Başbakan Erdoğan’ı Ülke TV’deki programda sarsıla sarsıla ağlatan da, Esma’nın öldürülmesi üzerine acılı babanın yüreğinden kopan kelimelerin gücüydü.
Kızını kaybeden dava adamı bir babanın mektubu, hayattayken bir kez olsun yüzüne karşı söyleyemediği duygularını bu vesileyle dile getirmesiydi bir yandan da.
Bu sebeple mektup tüm dava adamlarını ve bütün babaları derinden etkilemiştir. Annelerin bu acı karşısında neler hissettiğini ise ancak anneler anlatabilir.
Müslüman Kardeşler Teşkilatı (İhvan) liderlerinden Muhammed el-Bilteci’nin, Rabiatul Adeviyye Meydanı'nda düzenlenen darbe karşıtı gösterilerde keskin nişancıların kurşunu ile hayatını kaybeden 17 yaşındaki kızı Esma'ya hitaben yazdığı mektubu bir kez daha hatırlayalım;
"Sevgili kızım ve değerli öğretmenim...
Sana elveda demiyorum bilakis yarın görüşmek üzere. Başı dik tuğyana isyan ederek yaşadın. Tüm engelleri reddederek hürriyete sınırsızca âşık oldun. Bu ümmet, uygarlıkta hak ettiği yeri alabilsin diye onu yeniden diriltmek ve inşa etmek için sessizce yeni ufuklar arıyordun. Akranlarının uğraştığı işlerle meşgul olmadın. Her zaman derslerinde birinci olmana rağmen öğrenmeye olan açlığın dinmedi.

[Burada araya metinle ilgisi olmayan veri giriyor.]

use super::FileSystem;
use anyhow::{Context, Result};
use async_trait::async_trait;
use std::io;
use std::path::{Component, Path, PathBuf};
use thiserror::Error;

/// Errors from resolving paths against a real workspace directory.
#[derive(Debug, Error)]
pub enum FsError {
    #[error("path {0:?} escapes the workspace root")]
    OutsideWorkspace(PathBuf),

    #[error("failed to access {path:?}")]
    Io {
        path: PathBuf,
        #[source]
        source: io::Error,
    },
}

/// [`FileSystem`] over a real directory, with all paths resolved against the
/// workspace root. Path traversal out of the root is rejected.
pub struct LocalFileSystem {
    root: PathBuf,
}

impl LocalFileSystem {
    pub fn new(root: impl Into<PathBuf>) -> Self {
        Self { root: root.into() }
    }

    pub fn root(&self) -> &Path {
        &self.root
    }

    fn resolve(&self, path: &str) -> Result<PathBuf, FsError> {
        let relative = Path::new(path);
        let mut depth: usize = 0;

        for component in relative.components() {
            match component {
                Component::Normal(_) => depth += 1,
                Component::CurDir => {}
                Component::ParentDir if depth > 0 => depth -= 1,
                _ => return Err(FsError::OutsideWorkspace(relative.to_path_buf())),
            }
        }

        Ok(self.root.join(relative))
    }
}

#[async_trait]
impl FileSystem for LocalFileSystem {
    async fn full_path(&self, path: &str) -> Result<PathBuf> {
        Ok(self.resolve(path)?)
    }

    async fn exists(&self, path: &str) -> Result<bool> {
        let full = self.resolve(path)?;
        let exists = tokio::fs::try_exists(&full)
            .await
            .map_err(|source| FsError::Io { path: full, source })?;
        Ok(exists)
    }

    async fn read(&self, path: &str) -> Result<Option<String>> {
        let full = self.resolve(path)?;
        match tokio::fs::read_to_string(&full).await {
            Ok(content) => Ok(Some(content)),
            Err(err) if err.kind() == io::ErrorKind::NotFound => Ok(None),
            Err(source) => Err(FsError::Io { path: full, source }.into()),
        }
    }

    async fn list(&self, dir: &str) -> Result<Vec<String>> {
        let full = self.resolve(dir)?;
        let mut entries = tokio::fs::read_dir(&full)
            .await
            .map_err(|source| FsError::Io {
                path: full.clone(),
                source,
            })?;

        let mut names = Vec::new();
        while let Some(entry) = entries
            .next_entry()
            .await
            .context("failed to read directory entry")?
        {
            names.push(entry.file_name().to_string_lossy().to_string());
        }

        Ok(names)
    }
}

#[cfg(test)]
mod tests {
    use super::*;
    use std::fs;
    use std::io::Write;
    use tempfile::TempDir;

    fn create_test_workspace() -> TempDir {
        let dir = TempDir::new().unwrap();
        let base = dir.path();

        fs::create_dir(base.join("src")).unwrap();
        fs::File::create(base.join("Cargo.toml"))
            .unwrap()
            .write_all(b"[package]\nname = \"demo\"")
            .unwrap();
        fs::File::create(base.join("src/main.rs"))
            .unwrap()
            .write_all(b"fn main() {}")
            .unwrap();

        dir
    }

    #[tokio::test]
    async fn test_exists() {
        let temp = create_test_workspace();
        let fs = LocalFileSystem::new(temp.path());

        assert!(fs.exists("Cargo.toml").await.unwrap());
        assert!(fs.exists("src/main.rs").await.unwrap());
        assert!(!fs.exists("go.mod").await.unwrap());
    }

    #[tokio::test]
    async fn test_read_present_file() {
        let temp = create_test_workspace();
        let fs = LocalFileSystem::new(temp.path());

        let content = fs.read("src/main.rs").await.unwrap();
        assert_eq!(content.as_deref(), Some("fn main() {}"));
    }

    #[tokio::test]
    async fn test_read_absent_file_is_none() {
        let temp = create_test_workspace();
        let fs = LocalFileSystem::new(temp.path());

        assert_eq!(fs.read("package.json").await.unwrap(), None);
    }

    #[tokio::test]
    async fn test_list() {
        let temp = create_test_workspace();
        let fs = LocalFileSystem::new(temp.path());

        let names = fs.list(".").await.unwrap();
        assert!(names.contains(&"Cargo.toml".to_string()));
        assert!(names.contains(&"src".to_string()));
    }

    #[tokio::test]
    async fn test_full_path_is_rooted() {
        let temp = create_test_workspace();
        let fs = LocalFileSystem::new(temp.path());

        let full = fs.full_path("Cargo.toml").await.unwrap();
        assert_eq!(full, temp.path().join("Cargo.toml"));
    }

    #[tokio::test]
    async fn test_rejects_escape_from_root() {
        let temp = create_test_workspace();
        let fs = LocalFileSystem::new(temp.path());

        assert!(fs.exists("../outside").await.is_err());
        assert!(fs.read("src/../../outside").await.is_err());
        assert!(fs.full_path("/etc/passwd").await.is_err());
    }

    #[tokio::test]
    async fn test_traversal_inside_root_is_allowed() {
        let temp = create_test_workspace();
        let fs = LocalFileSystem::new(temp.path());

        assert!(fs.exists("src/../Cargo.toml").await.unwrap());
        assert!(fs.exists("./Cargo.toml").await.unwrap());
    }
}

Bu kısa hayatta sohbetine doyamadım. Vaktim, mutlu olacak ve eğlenecek kadar geniş değildi. Rabiatul Adeviyye'de son kez bir araya geldiğimizde, "Sen bizimle olduğunda bile bizden ayrısın" diyerek bana olan sitemini dile getirmiştin. Ben de sana, "Bu hayat birbirimize doyacak kadar geniş değil. Birbirimize doyalım diye Allah'tan cennetinde bize bu sohbeti vermesini temenni ediyorum" demiştim.
Sen şehit olmadan iki gün önce seni rüyamda gelinlikler içinde gördüm. Bu dünyada eşi benzeri olmayan bir güzellikteydin. Yanıma sessizce oturduğunda sana, "Bu gece senin düğün gecen mi" diye sordum. Sen de "Düğünüm akşam vakitlerinde değil öğlen olacak" demiştin. Çarşamba günü, öğlen vakti şehit olduğun haberi bana ulaştığında, senin rüyamda bana ne demek istediğini anlamış oldum. Allah'tan seni şehit olarak kabul etmesini niyaz ettim. Ve şehadetin, bizim haklı olduğumuzu ve düşmanımızın da batılın ta kendisi olduğu inancımızı pekiştirdi.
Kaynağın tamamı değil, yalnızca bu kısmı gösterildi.